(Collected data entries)
= = =

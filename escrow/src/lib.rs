pub mod error;
pub mod instruction;
pub mod pda;
pub mod processor;
pub mod state;

use solana_program::{account_info::AccountInfo, entrypoint::ProgramResult, pubkey::Pubkey};

#[cfg(not(feature = "no-entrypoint"))]
use solana_program::entrypoint;

solana_program::declare_id!("DinjxyZz2tjZTVi5FbKNoi2aayH71Q3EMzEh8yiGJnVY");

#[cfg(not(feature = "no-entrypoint"))]
entrypoint!(process_instruction);

pub fn process_instruction(
    program_id: &Pubkey,
    accounts: &[AccountInfo],
    instruction_data: &[u8],
) -> ProgramResult {
    processor::process(program_id, accounts, instruction_data)
}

= = =

→ **Work order**
Every line above must appear again in your reply, exactly as written.

→ **Result for this exercise**
filename escrow/src/lib.rs
pub mod error;
pub mod instruction;
pub mod pda;
pub mod processor;
pub mod state;

use solana_program::{account_info::AccountInfo, entrypoint::ProgramResult, pubkey::Pubkey};

#[cfg(not(feature = "no-entrypoint"))]
use solana_program::entrypoint;

solana_program::declare_id!("DinjxyZz2tjZTVi5FbKNoi2aayH71Q3EMzEh8yiGJnVY");

#[cfg(not(feature = "no-entrypoint"))]
entrypoint!(process_instruction);

pub fn process_instruction(
    program_id: &Pubkey,
    accounts: &[AccountInfo],
    instruction_data: &[u8],
) -> ProgramResult {
    processor::process(program_id, accounts, instruction_data)
}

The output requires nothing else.